Aim: To study the CD8(+);NKT cell stability function.
Methods: Splenic lymphocytes from C57BL/J mice were treated with Staphylococcal enterotoxin B (SEB) and then cultured in vitro. Day 10, 20, 30 and freezen effector cells were harvested and used. The cells were cultured in medium containing ConA and LPS for 72 hours and measured their response to mitogens. The inhibitory action of the effector cells were examined. The effector cells were co-cultured with normal lymphocytes and above mitogens for 72 hours. The cells proliferation was assessed with MTT method. The effector cells were cultured with heterogenic lymphocytes and were assessed with MTT method. The NKT cell subsets among these effector cells were analyzed by flow cytometry.

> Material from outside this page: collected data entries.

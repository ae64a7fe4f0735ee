//! Subscription state machine
//!
//! Pure transition logic over [`TenantSubscription`]. No I/O happens here:
//! callers load the record, apply a transition, and persist the result
//! inside whatever atomicity boundary the mutation path requires. Any
//! transition not expressed by one of these functions is illegal and
//! returns [`BillingError::InvalidState`].

use dukani_shared::{Invoice, InvoiceType, SubscriptionStatus, TenantSubscription};
use time::{Duration, OffsetDateTime};

use crate::error::{BillingError, BillingResult};

/// Every billing period is exactly 30 days; approval extends from the
/// moment of approval, no proration.
pub const BILLING_PERIOD_DAYS: i64 = 30;

pub fn billing_period() -> Duration {
    Duration::days(BILLING_PERIOD_DAYS)
}

/// Whether an approved invoice of `invoice_type` may activate a tenant
/// currently in `status`.
///
/// Trial tenants can only be converted by a `TrialConversion` invoice;
/// paused and cancelled tenants are never reactivated by payment alone.
pub fn approval_allowed(status: SubscriptionStatus, invoice_type: InvoiceType) -> bool {
    match status {
        SubscriptionStatus::Trial => invoice_type == InvoiceType::TrialConversion,
        SubscriptionStatus::Active | SubscriptionStatus::Overdue | SubscriptionStatus::Suspended => {
            true
        }
        SubscriptionStatus::Paused | SubscriptionStatus::Cancelled => false,
    }
}

/// Apply the tenant-state half of an invoice approval.
///
/// Entering `Active` via approval always clears the overdue markers,
/// assigns the invoice's tier, and sets `subscription_ends_at` to exactly
/// `approval_time + 30 days` regardless of the prior value.
pub fn apply_approval(
    tenant: &mut TenantSubscription,
    invoice: &Invoice,
    approval_time: OffsetDateTime,
) -> BillingResult<()> {
    if !approval_allowed(tenant.status, invoice.invoice_type) {
        return Err(BillingError::InvalidState(format!(
            "Cannot apply {} approval to tenant in status {}",
            invoice.invoice_type, tenant.status
        )));
    }

    tenant.status = SubscriptionStatus::Active;
    tenant.tier_id = invoice.tier_id;
    tenant.is_payment_overdue = false;
    tenant.overdue_since = None;
    tenant.subscription_ends_at = Some(approval_time + billing_period());
    if tenant.subscription_starts_at.is_none() {
        tenant.subscription_starts_at = Some(approval_time);
    }
    tenant.updated_at = approval_time;
    Ok(())
}

/// Trial or paid period has lapsed without an approved invoice.
pub fn mark_overdue(tenant: &mut TenantSubscription, now: OffsetDateTime) -> BillingResult<()> {
    let expired = match tenant.status {
        SubscriptionStatus::Trial => tenant.trial_ends_at <= now,
        SubscriptionStatus::Active => tenant
            .subscription_ends_at
            .map(|ends| ends <= now)
            .unwrap_or(false),
        _ => {
            return Err(BillingError::InvalidState(format!(
                "Tenant in status {} cannot become overdue",
                tenant.status
            )))
        }
    };
    if !expired {
        return Err(BillingError::InvalidState(
            "Subscription period has not lapsed yet".to_string(),
        ));
    }

    tenant.status = SubscriptionStatus::Overdue;
    tenant.overdue_since = Some(now);
    tenant.is_payment_overdue = true;
    tenant.updated_at = now;
    Ok(())
}

/// Grace window elapsed while overdue.
pub fn suspend(
    tenant: &mut TenantSubscription,
    grace_days: i64,
    now: OffsetDateTime,
) -> BillingResult<()> {
    if tenant.status != SubscriptionStatus::Overdue {
        return Err(BillingError::InvalidState(format!(
            "Only overdue tenants can be suspended (tenant is {})",
            tenant.status
        )));
    }
    let overdue_since = tenant.overdue_since.ok_or_else(|| {
        BillingError::InvalidState("Overdue tenant is missing overdue_since".to_string())
    })?;
    if overdue_since + Duration::days(grace_days) > now {
        return Err(BillingError::InvalidState(
            "Grace period has not elapsed yet".to_string(),
        ));
    }

    tenant.status = SubscriptionStatus::Suspended;
    // overdue_since tracks the Overdue state only; the unpaid flag carries
    // the debt forward into suspension.
    tenant.overdue_since = None;
    tenant.updated_at = now;
    Ok(())
}

/// Owner pauses their storefront. Only valid while active with paid time
/// remaining.
pub fn pause(tenant: &mut TenantSubscription, now: OffsetDateTime) -> BillingResult<()> {
    if tenant.status != SubscriptionStatus::Active {
        return Err(BillingError::InvalidState(format!(
            "Cannot pause a subscription in status {}",
            tenant.status
        )));
    }
    match tenant.subscription_ends_at {
        Some(ends) if ends > now => {}
        _ => {
            return Err(BillingError::InvalidState(
                "Cannot pause - no paid time remaining".to_string(),
            ))
        }
    }

    tenant.status = SubscriptionStatus::Paused;
    tenant.updated_at = now;
    Ok(())
}

/// Owner resumes a paused storefront. Fails with `ExpiredSubscription` when
/// the paid period ran out while paused - the owner must renew instead.
pub fn resume(tenant: &mut TenantSubscription, now: OffsetDateTime) -> BillingResult<()> {
    if tenant.status != SubscriptionStatus::Paused {
        return Err(BillingError::InvalidState(format!(
            "Cannot resume a subscription in status {}",
            tenant.status
        )));
    }
    match tenant.subscription_ends_at {
        Some(ends) if ends > now => {}
        _ => {
            return Err(BillingError::ExpiredSubscription(format!(
                "tenant {}",
                tenant.tenant_id
            )))
        }
    }

    tenant.status = SubscriptionStatus::Active;
    tenant.updated_at = now;
    Ok(())
}

/// Owner cancels. Terminal; the reason is stored for audit and not
/// otherwise validated.
pub fn cancel(
    tenant: &mut TenantSubscription,
    reason: &str,
    now: OffsetDateTime,
) -> BillingResult<()> {
    match tenant.status {
        SubscriptionStatus::Active | SubscriptionStatus::Overdue | SubscriptionStatus::Paused => {}
        other => {
            return Err(BillingError::InvalidState(format!(
                "Cannot cancel a subscription in status {}",
                other
            )))
        }
    }

    tenant.status = SubscriptionStatus::Cancelled;
    tenant.cancel_reason = Some(reason.to_string());
    tenant.overdue_since = None;
    tenant.is_payment_overdue = false;
    tenant.updated_at = now;
    Ok(())
}

#[cfg(test)]
mod tests {
    use super::*;
    use dukani_shared::{InvoiceStatus, Tier};
    use uuid::Uuid;

    fn tier() -> Tier {
        Tier {
            id: Uuid::new_v4(),
            name: "Starter".to_string(),
            country: "KE".to_string(),
            monthly_price_cents: 150_000,
            currency: "KES".to_string(),
            trial_days: 14,
            grace_days: 2,
            max_products: 50,
            max_monthly_orders: 500,
            max_storage_mb: 1024,
            active: true,
        }
    }

    fn invoice_for(tenant: &TenantSubscription, invoice_type: InvoiceType, now: OffsetDateTime) -> Invoice {
        Invoice {
            id: Uuid::new_v4(),
            tenant_id: tenant.tenant_id,
            tier_id: tenant.tier_id,
            number: "INV-202508-000001".to_string(),
            invoice_type,
            status: InvoiceStatus::Submitted,
            amount_cents: 150_000,
            currency: "KES".to_string(),
            due_date: now,
            period_start: now,
            period_end: now + billing_period(),
            receipt_ref: None,
            reviewer_notes: None,
            submitted_at: Some(now),
            reviewed_at: None,
            created_at: now,
        }
    }

    fn trial_tenant(now: OffsetDateTime) -> TenantSubscription {
        TenantSubscription::new_trial(Uuid::new_v4(), &tier(), now)
    }

    #[test]
    fn trial_conversion_approval_activates() {
        let now = OffsetDateTime::now_utc();
        let mut tenant = trial_tenant(now);
        let invoice = invoice_for(&tenant, InvoiceType::TrialConversion, now);

        apply_approval(&mut tenant, &invoice, now).unwrap();
        assert_eq!(tenant.status, SubscriptionStatus::Active);
        assert_eq!(tenant.subscription_ends_at, Some(now + Duration::days(30)));
        assert_eq!(tenant.subscription_starts_at, Some(now));
        assert!(!tenant.is_payment_overdue);
    }

    #[test]
    fn renewal_cannot_convert_a_trial() {
        let now = OffsetDateTime::now_utc();
        let mut tenant = trial_tenant(now);
        let invoice = invoice_for(&tenant, InvoiceType::Renewal, now);

        let err = apply_approval(&mut tenant, &invoice, now).unwrap_err();
        assert!(matches!(err, BillingError::InvalidState(_)));
        assert_eq!(tenant.status, SubscriptionStatus::Trial);
    }

    #[test]
    fn approval_resets_end_date_regardless_of_prior_value() {
        let now = OffsetDateTime::now_utc();
        let mut tenant = trial_tenant(now);
        tenant.status = SubscriptionStatus::Active;
        tenant.subscription_starts_at = Some(now - Duration::days(90));
        tenant.subscription_ends_at = Some(now + Duration::days(400));

        let invoice = invoice_for(&tenant, InvoiceType::Renewal, now);
        apply_approval(&mut tenant, &invoice, now).unwrap();
        assert_eq!(tenant.subscription_ends_at, Some(now + Duration::days(30)));
        // First activation timestamp is preserved
        assert_eq!(tenant.subscription_starts_at, Some(now - Duration::days(90)));
    }

    #[test]
    fn approval_reactivates_suspended_tenant() {
        let now = OffsetDateTime::now_utc();
        let mut tenant = trial_tenant(now);
        tenant.status = SubscriptionStatus::Suspended;
        tenant.overdue_since = None;

        let invoice = invoice_for(&tenant, InvoiceType::Renewal, now);
        apply_approval(&mut tenant, &invoice, now).unwrap();
        assert_eq!(tenant.status, SubscriptionStatus::Active);
    }

    #[test]
    fn approval_never_touches_paused_or_cancelled() {
        let now = OffsetDateTime::now_utc();
        for status in [SubscriptionStatus::Paused, SubscriptionStatus::Cancelled] {
            let mut tenant = trial_tenant(now);
            tenant.status = status;
            let invoice = invoice_for(&tenant, InvoiceType::Renewal, now);
            assert!(apply_approval(&mut tenant, &invoice, now).is_err());
            assert_eq!(tenant.status, status);
        }
    }

    #[test]
    fn overdue_sets_markers_together() {
        let now = OffsetDateTime::now_utc();
        let mut tenant = trial_tenant(now - Duration::days(20));

        mark_overdue(&mut tenant, now).unwrap();
        assert_eq!(tenant.status, SubscriptionStatus::Overdue);
        assert_eq!(tenant.overdue_since, Some(now));
        assert!(tenant.is_payment_overdue);
    }

    #[test]
    fn overdue_rejected_before_period_lapses() {
        let now = OffsetDateTime::now_utc();
        let mut tenant = trial_tenant(now);
        assert!(mark_overdue(&mut tenant, now - Duration::days(1)).is_err());

        tenant.status = SubscriptionStatus::Active;
        tenant.subscription_ends_at = Some(now + Duration::days(10));
        assert!(mark_overdue(&mut tenant, now).is_err());
    }

    #[test]
    fn suspension_requires_elapsed_grace() {
        let now = OffsetDateTime::now_utc();
        let mut tenant = trial_tenant(now - Duration::days(20));
        mark_overdue(&mut tenant, now - Duration::days(3)).unwrap();

        assert!(suspend(&mut tenant, 5, now).is_err());
        suspend(&mut tenant, 2, now).unwrap();
        assert_eq!(tenant.status, SubscriptionStatus::Suspended);
        assert!(tenant.overdue_since.is_none());
        assert!(tenant.is_payment_overdue);
    }

    #[test]
    fn pause_requires_future_paid_time() {
        let now = OffsetDateTime::now_utc();
        let mut tenant = trial_tenant(now);
        tenant.status = SubscriptionStatus::Active;
        tenant.subscription_ends_at = Some(now - Duration::days(1));
        assert!(pause(&mut tenant, now).is_err());

        tenant.subscription_ends_at = Some(now + Duration::days(10));
        pause(&mut tenant, now).unwrap();
        assert_eq!(tenant.status, SubscriptionStatus::Paused);
    }

    #[test]
    fn resume_after_expiry_is_an_explicit_error() {
        let now = OffsetDateTime::now_utc();
        let mut tenant = trial_tenant(now);
        tenant.status = SubscriptionStatus::Paused;
        tenant.subscription_ends_at = Some(now - Duration::days(1));

        let err = resume(&mut tenant, now).unwrap_err();
        assert!(matches!(err, BillingError::ExpiredSubscription(_)));
        assert_eq!(tenant.status, SubscriptionStatus::Paused);
    }

    #[test]
    fn cancel_is_terminal_and_records_reason() {
        let now = OffsetDateTime::now_utc();
        let mut tenant = trial_tenant(now);
        tenant.status = SubscriptionStatus::Paused;

        cancel(&mut tenant, "moving off platform", now).unwrap();
        assert_eq!(tenant.status, SubscriptionStatus::Cancelled);
        assert_eq!(tenant.cancel_reason.as_deref(), Some("moving off platform"));

        assert!(cancel(&mut tenant, "again", now).is_err());
        assert!(resume(&mut tenant, now).is_err());
    }
}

Results: The response of these effector cells to ConA and LPS was significantly decreased compared with that of normal lymphocytes. The A values of cell proliferation were decreased from 0.67 and 0.61 to 0.30 and 0.31, 0.28 and 0.20, 0.26 and 0.24, 0.22 and 0.23 (P<0.05, n=3). The inhibitory ability of effector cells aginst the response of normal lymphocytes to ConA and LPS were clearly observed. They inhibited the response of normal lymphocytes to above mitogens. And the A values of cell proliferation were decreased from 0.67 and 0.61 to 0.33 and 0.39, 0.30 and 0.43, 0.36 and 0.43, 0.26 and 0.29(P<0.05, n=3). The response of effector cells to heterogenic lymphocytes was significantly decreased compared with normal lymphocytes. The A values of cell proliferation were decreased from 0.70 to 0.42, 0.42 and 0.54 on day 20, 30 and freezen effector cells respectively(P<0.05, n=3). The CD8(+);NKT cell subsets among these effector cells with tolerance function were significantly increased(P<0.05, n=3).
Conclusion: The anergic CD8(+);NKT cells could culture in vitro. And the anergic function of these cells were still existing.